OXFORD — Five years after a stuttering attempt to integrate computer technology in classrooms, district officials say the latest round of laptop purchases for students is a success. Addressing SAD 17 School Board Directors on Monday night, Oxford Hills High School Principal Ted Moccia, middle school principal Troy Eastman and technical school director Shawn Lambert school said the latest initiative has benefited from higher quality laptops and focused planning.

In 2009, the school district purchased Acer Aspire One Netbook—basic, inexpensive laptops—for every student in grades 9 through 12 for $460,000, according to Sun Journal records.

At the time, the Maine Department of Education reached an agreement with Apple to purchase 100,000 notebooks and resell them to school districts. Middle schools would be reimbursed for the purchase, though high schools would have to pick up the bill.

The district choose to purchase the netbooks in lieu of the state’s solution over concerns that cost for upgrading the infrastructure would be too high.

Four years later, the district scrapped the program, saying it failed to successfully integrate technology into the classroom.

At the time, Technology Director Mike Dunn said students didn’t value the computers, and couldn’t be relied upon to bring the devices to classes, forcing teachers to devise alternative lesson plans.

Last June, the district changed tracks, spending $327,000 to supply middle and high school students and staff with Macbook Air computers, revamping its curriculum in the process.

After a year that move, principals said, has paid off.

“We’re setting a tone that we’re going to be innovative in our classrooms,’ Eastman said. “Our middle and high school has been brought together with the use of these laptops.”

In a video shot and edited using the computers, high school students and staff attested that the computers have been a worthwhile investment.

“This is the technology the kids need,’ one teacher said.

Classroom instruction has evolved through their introduction, teachers said. Teachers can offer input on essays in real-time by posting edits on google docs—a repository of documents accesible by anyone with an internet connection and permission to view—while students are learning to produce movies and use a 3-d design software.

Lessons extended beyond the classroom. One testimonial described how students are able to collaborate with teachers on research papers, getting immediate feedback. Parents can even keep up their children’s grades.
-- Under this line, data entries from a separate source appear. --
//! Player commands sent from the host to the simulation.
//!
//! Commands are queued and applied at the start of the next tick, using
//! that tick's frame time.

use serde::{Deserialize, Serialize};

/// All possible player actions.
#[derive(Debug, Clone, Copy, PartialEq, Serialize, Deserialize)]
#[serde(tag = "type")]
pub enum PlayerCommand {
    /// Drive toward a world heading at the given speed.
    Steer { heading: f64, speed: f64 },
    /// Release the throttle; brakes once if the tank was moving.
    Stop,
    /// Aim the turret at a world heading.
    Look { heading: f64 },
    /// Plant a tree behind the tank, consuming one seed.
    Plant,
}
//! Entity spawn factories and initial world layout.
//!
//! Creates trees, seeds and tanks with their component bundles, registers
//! them in the membership sets and instances them in the scene.

use std::f64::consts::TAU;

use glam::{DVec2, DVec3};
use hecs::{Entity, World};
use log::debug;
use rand::Rng;

use forest_ai::fsm::EnemyBrain;
use forest_core::components::{PhysicsBody, Seed, SeedStock, Tank, Tree};
use forest_core::constants::TANK_SPAWN_HEIGHT;
use forest_core::enums::{Prototype, TreePhase};
use forest_core::math::denormalize;
use forest_core::types::{RenderHandle, Transform};
use forest_terrain::{find_free_space, layout_tree_grid, TreeLayout, Triangulation};

use crate::bridge::SceneBridge;
use crate::registry::Registry;

/// Spawn a tree. Saplings join the update set so they grow.
pub fn spawn_tree(
    world: &mut World,
    sets: &mut Registry,
    bridge: &mut dyn SceneBridge,
    position: DVec3,
    tree: Tree,
) -> Entity {
    let transform = Transform {
        scale: tree.size,
        ..Transform::at(position)
    };
    let handle = bridge.create_instance(Prototype::Tree, &transform);
    let entity = world.spawn((tree, transform, handle));
    sets.bind_handle(handle, entity);
    sets.add_tree(entity);
    if tree.phase == TreePhase::Growing {
        sets.updating.insert(entity);
    }
    entity
}

pub fn spawn_seed(
    world: &mut World,
    sets: &mut Registry,
    bridge: &mut dyn SceneBridge,
    position: DVec3,
) -> Entity {
    let transform = Transform::at(position);
    let handle = bridge.create_instance(Prototype::Seed, &transform);
    let entity = world.spawn((Seed::default(), Seed::body(), transform, handle));
    sets.bind_handle(handle, entity);
    sets.add_seed(entity);
    entity
}

/// Spawn the player tank, with an empty seed stock.
pub fn spawn_player(
    world: &mut World,
    sets: &mut Registry,
    bridge: &mut dyn SceneBridge,
    position: DVec3,
    heading: f64,
) -> Entity {
    let (transform, handle) = tank_instance(bridge, Prototype::PlayerTank, position, heading);
    let entity = world.spawn((
        Tank::default(),
        PhysicsBody::default(),
        SeedStock::default(),
        transform,
        handle,
    ));
    sets.bind_handle(handle, entity);
    sets.add_mob(entity);
    sets.player = Some(entity);
    entity
}

pub fn spawn_enemy(
    world: &mut World,
    sets: &mut Registry,
    bridge: &mut dyn SceneBridge,
    position: DVec3,
    heading: f64,
) -> Entity {
    let (transform, handle) = tank_instance(bridge, Prototype::EnemyTank, position, heading);
    let entity = world.spawn((
        Tank::default(),
        PhysicsBody::default(),
        EnemyBrain::<Entity>::default(),
        transform,
        handle,
    ));
    sets.bind_handle(handle, entity);
    sets.add_enemy(entity);
    entity
}

fn tank_instance(
    bridge: &mut dyn SceneBridge,
    prototype: Prototype,
    position: DVec3,
    heading: f64,
) -> (Transform, RenderHandle) {
    let mut transform = Transform::at(position);
    transform.rotation.y = heading;
    let handle = bridge.create_instance(prototype, &transform);
    (transform, handle)
}

/// Lay out the starting forest on a jittered grid. Returns the triangulation
/// of the tree positions, used later for free-space queries.
pub fn plant_forest<R: Rng + ?Sized>(
    world: &mut World,
    sets: &mut Registry,
    bridge: &mut dyn SceneBridge,
    rng: &mut R,
    arena_size: f64,
    density: f64,
) -> Triangulation {
    let layout = TreeLayout {
        density,
        ..TreeLayout::default()
    };
    let grid = layout_tree_grid(arena_size, &layout, rng);
    for p in &grid.positions {
        spawn_tree(world, sets, bridge, DVec3::new(p.x, 0.0, p.y), Tree::grown());
    }
    debug!(
        "planted {} trees on a {}x{} grid",
        grid.positions.len(),
        grid.grid_size,
        grid.grid_size
    );
    Triangulation::from_points(&grid.positions)
}

/// Spawn the player at the arena center and `enemy_count` enemies at random
/// spots, each then moved into the roomiest unoccupied gap between trees.
#[allow(clippy::too_many_arguments)]
pub fn spawn_tanks<R: Rng + ?Sized>(
    world: &mut World,
    sets: &mut Registry,
    bridge: &mut dyn SceneBridge,
    rng: &mut R,
    triangulation: &Triangulation,
    arena_size: f64,
    enemy_count: usize,
    min_dist: f64,
    spawn_inset: f64,
) {
    let heading = TAU * rng.gen::<f64>();
    let player = spawn_player(
        world,
        sets,
        bridge,
        DVec3::new(0.0, TANK_SPAWN_HEIGHT, 0.0),
        heading,
    );
    move_to_free_space(world, sets, bridge, triangulation, player, min_dist);

    let reach = arena_size / 2.0 - spawn_inset;
    for _ in 0..enemy_count {
        let heading = TAU * rng.gen::<f64>();
        let x = denormalize(rng.gen(), -1.0, 1.0) * reach;
        let z = denormalize(rng.gen(), -1.0, 1.0) * reach;
        let enemy = spawn_enemy(world, sets, bridge, DVec3::new(x, TANK_SPAWN_HEIGHT, z), heading);
        move_to_free_space(world, sets, bridge, triangulation, enemy, min_dist);
    }
}

/// Move a mobile entity to the centroid of the largest free triangle of the
/// tree triangulation that does not overlap another mob. Leaves the entity
/// where it was when no such spot exists. Returns whether it moved.
pub fn move_to_free_space(
    world: &mut World,
    sets: &Registry,
    bridge: &mut dyn SceneBridge,
    triangulation: &Triangulation,
    entity: Entity,
    min_dist: f64,
) -> bool {
    let Ok(mut query) = world.query_one::<(&Transform, &RenderHandle)>(entity) else {
        return false;
    };
    let Some((origin, handle)) = query.get().map(|(t, h)| (*t, *h)) else {
        return false;
    };
    drop(query);

    let others: Vec<RenderHandle> = sets
        .mobs
        .iter()
        .filter(|m| *m != entity)
        .filter_map(|m| world.get::<&RenderHandle>(m).ok().map(|h| *h))
        .collect();

    let at = |spot: DVec2| {
        let mut transform = origin;
        transform.position.x = spot.x;
        transform.position.z = spot.y;
        transform
    };
    let spot = find_free_space(triangulation, min_dist, |candidate| {
        bridge.sync_transform(handle, &at(candidate));
        !others.iter().any(|other| bridge.intersects(handle, *other))
    });

    let placed = spot.map_or(origin, at);
    bridge.sync_transform(handle, &placed);
    if let Ok(mut transform) = world.get::<&mut Transform>(entity) {
        *transform = placed;
    }
    spot.is_some()
}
“Our goal is to look at this in an interactive way,’ Moccia said.

In physics classes, teachers highlighted how students are able to graph the output of energy generated under simple experiments.

Another teacher noted the computer had “revolutionized’ how she taught.

Lambert tempered some of the optimism, explaining that laptops have become typical in classrooms and, computer savvy a common qualification for jobs. Still, he noted, the move was necessary to prepare students for the workforce.

A technology integration position created in the school district’s $37.65 million budget— approved by directors in May—will help teachers enhance instruction.

“It’s not ever going to replace the teacher, just how we’re instructing,’ Moccia said.

School board director Jared Cash hoped the program would entice future generations to attend college and stay in Maine.